Federal new democratic party leader Jagmeet Singh wants the liberal government to come up with another one-time benefit payment of $500 for low-income families. This is the same as the payment in 2022, that the liberals had issued to Canadians to ease the impact of inflation. It did not do all that much last year and is unlikely to do more this year. Nor was the payment appreciated all that much last year.

Singh’s approach is similar to the rhetoric of a union leader snarling at corporate management for the sake of some publicity. He hopes the liberals will refuse and give him an excuse to be more critical of their lack of action on behalf of Canadians.

What would make more sense is for the liberals to lower the tax rate on low-income Canadians and to increase the Old Age Security payments to seniors. That would put more money every month into the pockets of those who need it, instead of a one-time payment that soon disappears.

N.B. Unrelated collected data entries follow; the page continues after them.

//! LLM provider clients.
//!
//! Two hosted chat-completion backends (Groq, and DeepSeek through the Hugging
//! Face router's Novita provider) behind the `ChatBackend` trait. Both speak
//! the OpenAI-compatible dialect; the shared wire types live in `wire`.

pub mod groq;
pub mod novita;
mod wire;

pub use groq::GroqClient;
pub use novita::NovitaClient;

use async_trait::async_trait;
use serde::{Deserialize, Serialize};

/// A single role-tagged message in a chat exchange.
#[derive(Debug, Clone, PartialEq, Serialize, Deserialize)]
pub struct ChatMessage {
    pub role: String,
    #[serde(default)]
    pub content: String,
}

impl ChatMessage {
    pub fn user(content: impl Into<String>) -> Self {
        Self {
            role: "user".to_string(),
            content: content.into(),
        }
    }

    pub fn assistant(content: impl Into<String>) -> Self {
        Self {
            role: "assistant".to_string(),
            content: content.into(),
        }
    }

    pub fn system(content: impl Into<String>) -> Self {
        Self {
            role: "system".to_string(),
            content: content.into(),
        }
    }
}

/// Completion result: the assistant message, when the provider returned one.
#[derive(Debug, Clone)]
pub struct ChatResponse {
    pub message: Option<ChatMessage>,
}

impl ChatResponse {
    /// Text content of the assistant message, if any.
    pub fn content(&self) -> &str {
        self.message
            .as_ref()
            .map(|m| m.content.as_str())
            .unwrap_or("")
    }
}

#[derive(Debug, thiserror::Error)]
pub enum LlmError {
    #[error("provider request failed: {0}")]
    Request(#[from] reqwest::Error),
    #[error("provider api error: {status} {message}")]
    Api { status: u16, message: String },
}

/// A chat-completion backend: ordered role-tagged messages in, one assistant message out.
#[async_trait]
pub trait ChatBackend: Send + Sync {
    async fn chat(&self, model: &str, messages: Vec<ChatMessage>) -> Result<ChatResponse, LlmError>;
}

Canadians should realize that inflation is also benefitting government revenues. A reasonable decrease in the low-end of the income tax rate is justified and would be easily covered by the higher tax levels.

Of course, the conservatives under leader Pierre Poilievre will be outraged at anything that smacks of an increase in taxes for the well-off. Typically, conservatives are not impressed with anything that even maintains the balance in our country’s graduated tax system.

As for the new democrats, they do not want to be forgotten and the strategy is to be critical of the liberal regime without upsetting the accord they have with them that is keeping that party in power until 2025.

For the liberals, the key is to get the home building across Canada moving. It is going to take a complex program of incentives. This could include tax refunds on certain basic building materials and tax benefits on completed geared-to-income housing.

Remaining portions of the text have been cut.